El otro tercer premio fue para “Ferromín”, de Olaya Gómez, Beatriz Bayón y Alberto Ramos; mientras que el segundo premio fue a parar a la iniciativa “Iter Facer” de Ángel Martínez y Álvaro Fernández. El profesor Pedro Plasencia, que coordinó este certamen, dio cuenta de que “el trabajo del jurado fue muy complicado, ya que había muy buenas ideas”. Algo que corroboró la vicerrectora de Extensión Universitaria y Cultura, Carmen Adams, quien aseguró sentirse “orgullosa del trabajo que se está haciendo en la Escuela Politécnica de Mieres”. El acto también contó con la presencia del subdirector de la Politécnica Eduardo Álvarez; y del concejal de Cultura de Mieres, Juan Ponte, quien apuntó que “compartimos la idea de que la Universidad tiene que abrirse a la sociedad y por eso seguimos apoyando este tipo de iniciativas”.

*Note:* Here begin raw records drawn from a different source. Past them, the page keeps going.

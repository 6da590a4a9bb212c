/*!
 * Bounded retry with a fixed delay for provider calls.
 *
 * A text whose translation keeps failing is not an error for the run: the
 * caller supplies a fallback value (the original text) which is returned
 * once the attempts are exhausted.
 */

use log::{debug, warn};
use std::future::Future;
use std::time::Duration;
use tokio::time::sleep;

use crate::app_config::TranslationCommonConfig;
use crate::errors::ProviderError;

/// Retry configuration
#[derive(Debug, Clone, Copy, PartialEq)]
pub struct RetryPolicy {
    /// Maximum number of attempts (including the first one); 0 acts as 1
    pub max_attempts: u32,
    /// Delay before each retry
    pub delay: Duration,
}

/// Result of [`RetryPolicy::run`]
#[derive(Debug, Clone, PartialEq)]
pub struct RetryOutcome<T> {
    /// Operation result, or the fallback
    pub value: T,
    /// Attempts actually made
    pub attempts: u32,
    /// Last error when the fallback was used
    pub error: Option<ProviderError>,
}

impl<T> RetryOutcome<T> {
    /// Whether the fallback value was returned
    pub fn fell_back(&self) -> bool {
        self.error.is_some()
    }
}

impl RetryPolicy {
    /// Create a new retry policy
    pub fn new(max_attempts: u32, delay: Duration) -> Self {
        Self { max_attempts, delay }
    }

    /// `retry_count` retries after the first attempt
    pub fn from_config(config: &TranslationCommonConfig) -> Self {
        Self::new(
            config.retry_count.saturating_add(1),
            Duration::from_millis(config.retry_delay_ms),
        )
    }

    fn attempts(&self) -> u32 {
        self.max_attempts.max(1)
    }

    /// Execute `operation` until it succeeds, fails with a non-retryable
    /// error, or runs out of attempts; `fallback` is returned in the last
    /// two cases.
    pub async fn run<T, F, Fut>(&self, operation_name: &str, fallback: T, mut operation: F) -> RetryOutcome<T>
    where
        F: FnMut() -> Fut,
        Fut: Future<Output = Result<T, ProviderError>>,
    {
        let max_attempts = self.attempts();
        let mut last_error = None;
        let mut attempts = 0;

        for attempt in 0..max_attempts {
            if attempt > 0 && !self.delay.is_zero() {
                debug!(
                    "{}: Retry attempt {}/{} after {:?}",
                    operation_name,
                    attempt + 1,
                    max_attempts,
                    self.delay
                );
                sleep(self.delay).await;
            }

            attempts += 1;
            match operation().await {
                Ok(value) => {
                    if attempt > 0 {
                        debug!("{}: Succeeded on attempt {}/{}", operation_name, attempt + 1, max_attempts);
                    }
                    return RetryOutcome {
                        value,
                        attempts,
                        error: None,
                    };
                }
                Err(e) => {
                    let retryable = e.is_retryable();
                    let remaining = max_attempts - attempt - 1;
                    if retryable && remaining > 0 {
                        debug!(
                            "{}: Attempt {}/{} failed ({}), {} retries remaining",
                            operation_name,
                            attempt + 1,
                            max_attempts,
                            e,
                            remaining
                        );
                    }
                    last_error = Some(e);
                    if !retryable {
                        break;
                    }
                }
            }
        }

        if let Some(e) = &last_error {
            warn!(
                "{}: Giving up after {} attempt(s), keeping original text. Last error: {}",
                operation_name, attempts, e
            );
        }

        RetryOutcome {
            value: fallback,
            attempts,
            error: last_error,
        }
    }
}

impl Default for RetryPolicy {
    fn default() -> Self {
        Self::from_config(&TranslationCommonConfig::default())
    }
}
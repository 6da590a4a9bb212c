/*!
 * Heuristic anomaly classification for translated dialogue.
 *
 * Each record is described by its source text and its (possibly missing)
 * translation. The predicates below are independent; `classify` combines
 * them into a tag set. DLC and technical tags look at the source only and
 * can co-occur with any translation-state tag.
 */

use once_cell::sync::Lazy;
use regex::Regex;
use serde::{Deserialize, Serialize};
use std::collections::BTreeSet;
use std::fmt;

/// `DLC` followed by digits anywhere in the text
static DLC_REGEX: Lazy<Regex> = Lazy::new(|| Regex::new(r"(?i)DLC\d+").expect("Invalid DLC regex"));

/// Characters whose sequence must survive translation
const STRUCTURAL_CHARS: [char; 3] = ['<', '>', '"'];

/// Anomaly category attached to a dialogue record
#[derive(Debug, Clone, Copy, PartialEq, Eq, PartialOrd, Ord, Hash, Serialize, Deserialize)]
#[serde(rename_all = "UPPERCASE")]
pub enum AnomalyTag {
    /// No translation yet
    Missing,
    /// Translation identical to the source
    Same,
    /// Source belongs to downloadable content
    Dlc,
    /// Source looks like a machine identifier
    Technical,
    /// Tag or quote characters differ between source and translation
    Punctuation,
}

impl AnomalyTag {
    pub const ALL: [AnomalyTag; 5] = [
        AnomalyTag::Missing,
        AnomalyTag::Same,
        AnomalyTag::Dlc,
        AnomalyTag::Technical,
        AnomalyTag::Punctuation,
    ];

    pub fn as_str(&self) -> &'static str {
        match self {
            AnomalyTag::Missing => "MISSING",
            AnomalyTag::Same => "SAME",
            AnomalyTag::Dlc => "DLC",
            AnomalyTag::Technical => "TECHNICAL",
            AnomalyTag::Punctuation => "PUNCTUATION",
        }
    }
}

impl fmt::Display for AnomalyTag {
    fn fmt(&self, f: &mut fmt::Formatter<'_>) -> fmt::Result {
        write!(f, "{}", self.as_str())
    }
}

impl std::str::FromStr for AnomalyTag {
    type Err = anyhow::Error;

    fn from_str(s: &str) -> Result<Self, Self::Err> {
        match s.trim().to_uppercase().as_str() {
            "MISSING" => Ok(AnomalyTag::Missing),
            "SAME" => Ok(AnomalyTag::Same),
            "DLC" => Ok(AnomalyTag::Dlc),
            "TECHNICAL" => Ok(AnomalyTag::Technical),
            "PUNCTUATION" => Ok(AnomalyTag::Punctuation),
            _ => Err(anyhow::anyhow!("Invalid anomaly tag: {}", s)),
        }
    }
}

/// Ordered set of anomaly tags for one record
#[derive(Debug, Clone, Default, PartialEq, Eq, Serialize, Deserialize)]
#[serde(transparent)]
pub struct AnomalySet(BTreeSet<AnomalyTag>);

impl AnomalySet {
    pub fn new() -> Self {
        Self::default()
    }

    pub fn insert(&mut self, tag: AnomalyTag) {
        self.0.insert(tag);
    }

    pub fn contains(&self, tag: AnomalyTag) -> bool {
        self.0.contains(&tag)
    }

    pub fn is_empty(&self) -> bool {
        self.0.is_empty()
    }

    pub fn len(&self) -> usize {
        self.0.len()
    }

    pub fn iter(&self) -> impl Iterator<Item = AnomalyTag> + '_ {
        self.0.iter().copied()
    }
}

impl fmt::Display for AnomalySet {
    fn fmt(&self, f: &mut fmt::Formatter<'_>) -> fmt::Result {
        let names: Vec<&str> = self.0.iter().map(|t| t.as_str()).collect();
        write!(f, "{}", names.join(","))
    }
}

impl FromIterator<AnomalyTag> for AnomalySet {
    fn from_iter<I: IntoIterator<Item = AnomalyTag>>(iter: I) -> Self {
        Self(iter.into_iter().collect())
    }
}

/// True when there is no translation
pub fn is_missing(dest: Option<&str>) -> bool {
    dest.is_none_or(str::is_empty)
}

/// True when the translation is a non-empty byte-for-byte copy of the source
pub fn is_same(source: &str, dest: Option<&str>) -> bool {
    matches!(dest, Some(d) if !d.is_empty() && d == source)
}

/// True for DLC strings: `DLC<digits>` anywhere (any case) or a literal `DLC` prefix
pub fn is_dlc(text: &str) -> bool {
    text.starts_with("DLC") || DLC_REGEX.is_match(text)
}

/// True for identifier-like text such as `FemaleHeadWoodElfVampire` or `MQ101_Stage2`
pub fn is_technical(text: &str) -> bool {
    if text.contains(' ') {
        return false;
    }

    let uppercase = text.chars().filter(|c| c.is_ascii_uppercase()).count();
    if uppercase == 0 {
        return false;
    }

    let has_digit = text.chars().any(|c| c.is_ascii_digit());
    let has_underscore = text.contains('_');

    has_digit || has_underscore || uppercase > 1
}

/// Keep only `<`, `>` and `"`, in order
fn structural_chars(text: &str) -> impl Iterator<Item = char> + '_ {
    text.chars().filter(|c| STRUCTURAL_CHARS.contains(c))
}

/// True when the tag/quote character sequences of source and translation differ
pub fn is_punctuation_mismatch(source: &str, dest: &str) -> bool {
    if dest.is_empty() {
        return false;
    }
    !structural_chars(source).eq(structural_chars(dest))
}

/// Classify one source/translation pair
pub fn classify(source: &str, dest: Option<&str>) -> AnomalySet {
    let mut tags = AnomalySet::new();

    if is_missing(dest) {
        tags.insert(AnomalyTag::Missing);
    } else if let Some(dest) = dest {
        if is_same(source, Some(dest)) {
            tags.insert(AnomalyTag::Same);
        } else if is_punctuation_mismatch(source, dest) {
            tags.insert(AnomalyTag::Punctuation);
        }
    }

    if is_dlc(source) {
        tags.insert(AnomalyTag::Dlc);
    }
    if is_technical(source) {
        tags.insert(AnomalyTag::Technical);
    }

    tags
}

En cuanto a las ganadoras, ya tenían cierta experiencia en este certamen. En la edición del año pasado consiguieron el segundo y el tercer puesto con otros proyectos donde se pedía el desarrollo de un carril bici en Mieres. Ni Beatriz Flórez (Castrillón) ni Irene Méndez (Oviedo) son de Mieres, así que no conocían la historia del sanatorio de Bustiello ni tampoco la polémica que hay sobre su abandono. “Nuestra propuesta consiste en la rehabilitación del sanatorio, con la botica y la antigua escuela de niñas”, explicó Beatriz Flórez, destacando que “queríamos aprovechar que la vía del tren pasa por delante para alargarla e introducirla por el jardín, utilizando el edificio como estación y haciendo una zona de ocio en el interior. También han cuidado que “fuese un entorno mucho más atractivo, porque nos dimos cuenta de que muchos vecinos van a pasear por allí”. Irene Méndez, por su parte, destacó que “cuando fuimos a ver el edificio nos dio mucha pena porque se estaba cayendo y se puede aprovechar”. Además de convertir el sanatorio en estación, la línea del ferrocarril turístico comenzaría en Bustiello para continuar por la vía de Feve hasta Baiña. A partir de ahí, seguiría hasta Trubia por la vieja vía que ya no se utiliza.

Si en la edición de este año se pedía el desarrollo de un tren turístico, el concurso del ejercicio anterior proponía a los alumnos el desarrollo de un carril bici. El reto era articular una ruta que atravesase la ciudad de norte a sur. Un “paseo” de 3 kilómetros que debía integrar por completo la ciudad y “revitalice” el entorno urbano. La ganadora del certamen fue Marina Giribaldi, estudiante de Arquitectura, Diseño y Urbanismo en Buenos Aires (Argentina). Un año antes se pidió a los estudiantes que ofrecieran ideas para eliminar la barrera que suponen la autovía y las vías del tren e integrar el río.